Starting with a blank slate
With the stars beginning to align, the university again approached Great Lakes Medical Imaging about reviving the radiology program, with Pearsen at its helm and the group’s radiologists serving as faculty. This time, the group picked up the task, after receiving assurances by the university that they could maintain much of their independence.
“We were taking a large private group and adapting it to a university practice plan,” Pearsen told AuntMinnie.com. “Members of our group had a vested interest in making sure they weren’t going to be swallowed up by the university. They wanted the efficiency of a private practice while providing the research, education, and teaching that the university needed.”
Great Lakes Medical Imaging has begun working with the University at Buffalo to build a new program from the ground up in collaboration with all the stakeholders in the region, a list that includes Kaleida Health and Great Lakes Health. The opportunity to start a new program from scratch is invigorating, Pearsen believes.
“Rather than everyone sticking to a decades-old template, everyone sat in a room with a blank slate and said, ‘OK, how do we do this?’ ” Pearsen said.
In addition to faculty provided by Great Lakes Medical Imaging’s roster of 35 radiologists, the University at Buffalo has committed to provide eight to nine staff members at the assistant or associate professor level whose positions are funded by the state. Funds will also be provided for research, Pearsen said.
The new program will also receive dedicated space, an entire area of Buffalo General Medical Center that will accommodate 16 residents and 10 new staff members, as well as associated medical library, lounges, and call room necessary for a vibrant residency program, according to Pearsen.
Pearsen credits the administration of the University at Buffalo for crafting an arrangement that makes it desirable for radiologists from a private group to engage in teaching without experiencing onerous burdens.
“In the past, if you were volunteer faculty, you’d have to come in on your own and get nothing,” he said. “The university is giving us value in return for the time we are devoting to teaching.”
Pearsen, his colleagues, and the university are currently engaged in the nitty-gritty of setting up the new program, which includes finding instructors for all nine major areas of radiology, from bone imaging to neuroradiology. He believes that the program will be ready to apply for ACGME accreditation by the spring of 2017, have accreditation secured by that summer, and start interviewing medical students for the academic year that begins in July 2018.

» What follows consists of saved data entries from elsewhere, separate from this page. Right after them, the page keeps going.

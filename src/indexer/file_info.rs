//! A file discovered by the walker, ready for diffing and chunking

use chrono::{DateTime, Utc};
use std::path::PathBuf;

#[derive(Debug, Clone)]
pub struct ScannedFile {
    /// Path the content was read from (container view)
    pub path: PathBuf,
    /// Path relative to the folder root, `/`-separated
    pub relative_path: String,
    pub language: String,
    pub content: String,
    /// Lowercase hex SHA-256 of the raw bytes
    pub sha256: String,
    pub size: u64,
    pub line_count: usize,
    pub modified_at: Option<DateTime<Utc>>,
}
use anyhow::{Context, Result};
use tree_sitter::{Language, Node, Parser};

/// Finds declaration start lines so chunks can break between definitions
/// instead of through them.
pub struct AstParser {
    parser: Parser,
    targets: &'static [&'static str],
}

fn grammar(language: &str) -> Option<(Language, &'static [&'static str])> {
    let entry: (Language, &'static [&'static str]) = match language {
        "rust" => (
            tree_sitter_rust::LANGUAGE.into(),
            &[
                "function_item",
                "impl_item",
                "trait_item",
                "struct_item",
                "enum_item",
                "mod_item",
            ],
        ),
        "python" => (
            tree_sitter_python::LANGUAGE.into(),
            &[
                "function_definition",
                "class_definition",
                "decorated_definition",
            ],
        ),
        "javascript" => (
            tree_sitter_javascript::LANGUAGE.into(),
            &[
                "function_declaration",
                "method_definition",
                "class_declaration",
                "lexical_declaration",
            ],
        ),
        "typescript" => (
            tree_sitter_typescript::LANGUAGE_TSX.into(),
            &[
                "function_declaration",
                "method_definition",
                "class_declaration",
                "interface_declaration",
                "lexical_declaration",
            ],
        ),
        "go" => (
            tree_sitter_go::LANGUAGE.into(),
            &[
                "function_declaration",
                "method_declaration",
                "type_declaration",
            ],
        ),
        "java" => (
            tree_sitter_java::LANGUAGE.into(),
            &[
                "method_declaration",
                "class_declaration",
                "interface_declaration",
                "constructor_declaration",
            ],
        ),
        "swift" => (
            tree_sitter_swift::LANGUAGE.into(),
            &[
                "function_declaration",
                "class_declaration",
                "protocol_declaration",
            ],
        ),
        "c" => (
            tree_sitter_c::LANGUAGE.into(),
            &["function_definition", "struct_specifier", "type_definition"],
        ),
        "cpp" => (
            tree_sitter_cpp::LANGUAGE.into(),
            &[
                "function_definition",
                "class_specifier",
                "struct_specifier",
                "namespace_definition",
                "template_declaration",
            ],
        ),
        "csharp" => (
            tree_sitter_c_sharp::LANGUAGE.into(),
            &[
                "method_declaration",
                "class_declaration",
                "struct_declaration",
                "interface_declaration",
                "constructor_declaration",
            ],
        ),
        "ruby" => (
            tree_sitter_ruby::LANGUAGE.into(),
            &["method", "singleton_method", "class", "module"],
        ),
        "php" => (
            tree_sitter_php::LANGUAGE_PHP.into(),
            &[
                "function_definition",
                "method_declaration",
                "class_declaration",
                "interface_declaration",
                "trait_declaration",
            ],
        ),
        _ => return None,
    };
    Some(entry)
}

impl AstParser {
    /// Parser for a language id, `None` when no grammar is bundled
    pub fn for_language(language: &str) -> Option<Result<Self>> {
        let (lang, targets) = grammar(language)?;
        let mut parser = Parser::new();
        Some(
            parser
                .set_language(&lang)
                .context("Failed to set parser language")
                .map(|_| Self { parser, targets }),
        )
    }

    /// 0-based line indices where a declaration (or the comment block directly
    /// above it) begins. Sorted and deduplicated.
    pub fn boundaries(&mut self, source: &str) -> Result<Vec<usize>> {
        let tree = self
            .parser
            .parse(source, None)
            .context("Failed to parse source code")?;

        let mut lines = Vec::new();
        self.collect(tree.root_node(), &mut lines);
        lines.sort_unstable();
        lines.dedup();
        Ok(lines)
    }

    fn collect(&self, node: Node, out: &mut Vec<usize>) {
        if self.targets.contains(&node.kind()) {
            out.push(leading_comment_start(node));
        }

        let mut cursor = node.walk();
        for child in node.children(&mut cursor) {
            self.collect(child, out);
        }
    }
}

/// Walk back over comments that sit directly on the lines above `node`
fn leading_comment_start(node: Node) -> usize {
    let mut start = node.start_position().row;
    let mut current = node;
    while let Some(prev) = current.prev_sibling() {
        if !prev.kind().contains("comment") || prev.end_position().row + 1 < start {
            break;
        }
        start = prev.start_position().row;
        current = prev;
    }
    start
}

The program will start with a class of four residents, adding another four each year to a full complement of 16.
Strengthening job market?
The relaunch of the radiology residency at the University at Buffalo comes at a time when the job market for radiologists is showing signs of returning to health. This follows nearly a decade in which radiologist jobs were scarce, and when many industry observers felt that things would be improved if a few residency programs were shut down.
Pearsen believes that supply and demand for radiologist has always waxed and waned, but in the immediate future there will be demand. And long-term trends such as value-based care will only help.
“The future medical environment is going to move from fee for service to managed care. There will be a lot fewer specialties competing in the imaging space, and we are already seeing that,” he said. “People will be quite content to let radiology handle imaging in that environment, and we see the demand for imaging growing.”